An experimental model for studying reversible intestinal ischemia.

We have developed a simple experimental model for studying reversible intestinal ischemia. The model is based on tenting the mesenteric vessels (artery and vein) to a tied loop of the small bowel in rat and, after a certain time, lowering them down again. Total and partial ischemia (created by tenting 2 and 1 cm, respectively) were demonstrated by laser Doppler flowmetry, as was the revascularization obtained after bringing the vessels down again. Alterations in mucosal permeability after ischemia were determined by depositing fluorescent dextran 3000 in the tied loop and measuring its concentration in the portal blood, and mucosal damage due to ischemia was assessed by measuring the activity of N-acetyl-beta-glucosaminidase, a lysosomal enzyme, in the gut lumen.

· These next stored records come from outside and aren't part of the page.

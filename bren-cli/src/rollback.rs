use anyhow::Result;
use bren_core::{rollback_operation, InvalidArgument, OutputFormatter};
use std::path::Path;

use crate::cli::Cli;

/// Rollback stands alone: no match, actions or archive alongside it
pub fn check_standalone(cli: &Cli) -> Result<(), InvalidArgument> {
    if cli.match_spec.is_some() || cli.actions.any() || cli.archive.is_some() {
        return Err(InvalidArgument::RollbackCombined);
    }
    Ok(())
}

/// Returns whether every entry was restored or skipped
pub fn handle_rollback(cli: &Cli, log: &Path) -> Result<bool> {
    check_standalone(cli)?;
    let result = rollback_operation(log)?;

    println!("{}", result.format(cli.output.into()).trim_end());

    Ok(result.failed.is_empty())
}

#[cfg(test)]
mod tests {
    use super::*;
    use clap::Parser;

    #[test]
    fn test_rollback_cannot_be_combined() {
        let cli = Cli::try_parse_from(["bren", "--rollback", "x.log", "--append", "_x"]).unwrap();
        assert_eq!(check_standalone(&cli), Err(InvalidArgument::RollbackCombined));

        let cli = Cli::try_parse_from(["bren", "--rollback", "x.log", "-m", "prefix:a"]).unwrap();
        assert_eq!(check_standalone(&cli), Err(InvalidArgument::RollbackCombined));

        let cli = Cli::try_parse_from(["bren", "--rollback", "x.log"]).unwrap();
        assert!(check_standalone(&cli).is_ok());
    }
}
use crate::actions::RenameActions;
use crate::archive::{process_archive, ArchiveFormat};
use crate::error::InvalidArgument;
use crate::output::RenameResult;
use crate::pattern::MatchPattern;
use crate::placeholder::{format_date, PlaceholderOptions};
use crate::rename::{check_permissions, rename_root, RenameOptions};
use crate::scanner::{EntryFilter, ScanOptions, SortKey};
use anyhow::Result;
use chrono::Local;
use std::path::PathBuf;
use std::sync::atomic::AtomicBool;
use tracing::info;

/// A rename run as requested on the command line, before validation
#[derive(Debug, Clone, Default)]
#[allow(clippy::struct_excessive_bools)]
pub struct RenameRequest {
    pub paths: Vec<PathBuf>,
    pub archive: Option<PathBuf>,
    pub match_spec: String,
    pub delete: Option<String>,
    pub replace: Option<(String, String)>,
    pub append: Option<String>,
    pub prepend: Option<String>,
    pub attr: Option<String>,
    pub recursive: bool,
    pub file_only: bool,
    pub dir_only: bool,
    pub excludes: Vec<String>,
    pub sort: Option<SortKey>,
    pub placeholders: PlaceholderOptions,
    pub dry_run: bool,
    pub no_log: bool,
}

impl RenameRequest {
    /// Check the request and build pipeline options.
    ///
    /// Checks run in a fixed order so the first problem reported is stable:
    /// file/dir filters, actions, random length, match pattern, date
    /// format, archive extension, then path existence.
    pub fn validate(&self) -> Result<RenameOptions, InvalidArgument> {
        if self.file_only && self.dir_only {
            return Err(InvalidArgument::FileAndDirOnly);
        }

        let actions = RenameActions::new(
            self.delete.as_deref(),
            self.replace.clone(),
            self.append.clone(),
            self.prepend.clone(),
            self.attr.as_deref(),
        )?;

        if self.placeholders.random_length < 1 {
            return Err(InvalidArgument::RandomLength);
        }

        let pattern = MatchPattern::parse(&self.match_spec)?;
        format_date(&self.placeholders.date_format, Local::now())?;

        if let Some(archive) = &self.archive {
            ArchiveFormat::detect(archive)?;
        }

        for path in self.roots() {
            if !path.exists() {
                return Err(InvalidArgument::PathMissing(path));
            }
        }

        let filter = if self.file_only {
            EntryFilter::FilesOnly
        } else if self.dir_only {
            EntryFilter::DirsOnly
        } else {
            EntryFilter::Any
        };

        Ok(RenameOptions {
            pattern,
            actions,
            scan: ScanOptions {
                recursive: self.recursive,
                filter,
                excludes: self.excludes.clone(),
                sort: self.sort,
            },
            placeholders: self.placeholders.clone(),
            dry_run: self.dry_run,
            write_log: !self.no_log,
            directory_name: None,
        })
    }

    /// The archive when one is given, the paths otherwise, `.` by default
    pub fn roots(&self) -> Vec<PathBuf> {
        if let Some(archive) = &self.archive {
            return vec![archive.clone()];
        }
        if self.paths.is_empty() {
            vec![PathBuf::from(".")]
        } else {
            self.paths.clone()
        }
    }
}

/// Rename operation - returns structured data.
///
/// Every root is validated and permission-checked before the first rename.
pub fn rename_operation(request: &RenameRequest, interrupted: &AtomicBool) -> Result<RenameResult> {
    let options = request.validate()?;
    let roots = request.roots();
    for root in &roots {
        check_permissions(root)?;
    }

    if let Some(archive) = &request.archive {
        info!("Processing archive: {}", archive.display());
        let mut result = process_archive(archive, &options, interrupted)?;
        result.pattern = request.match_spec.clone();
        return Ok(result);
    }

    let mut total = RenameResult {
        pattern: request.match_spec.clone(),
        dry_run: request.dry_run,
        ..Default::default()
    };
    for root in &roots {
        let result = rename_root(root, &options, interrupted)?;
        let stop = result.interrupted;
        total.absorb(result);
        if stop {
            break;
        }
    }

    Ok(total)
}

There was a significant increase in the intestinal permeability to dextran 3000 after total ischemia for 10 min or more, and the permeability was directly related to the duration of the ischemia. After the intestine had been subjected to total ischemia for 30 min or more, the activity of N-acetyl-beta-glucosaminidase in the luminal contents was significantly increased. The permeability after partial ischemia for 30 min was less than that after total ischemia for 30 min. After total ischemia for 10 min followed by revascularization for 30 or 60 min, the permeability did not differ from that in animals not subjected to ischemia. It is concluded that this simple model may be used to study reversible small intestinal ischemia and factors that influence mucosal permeability.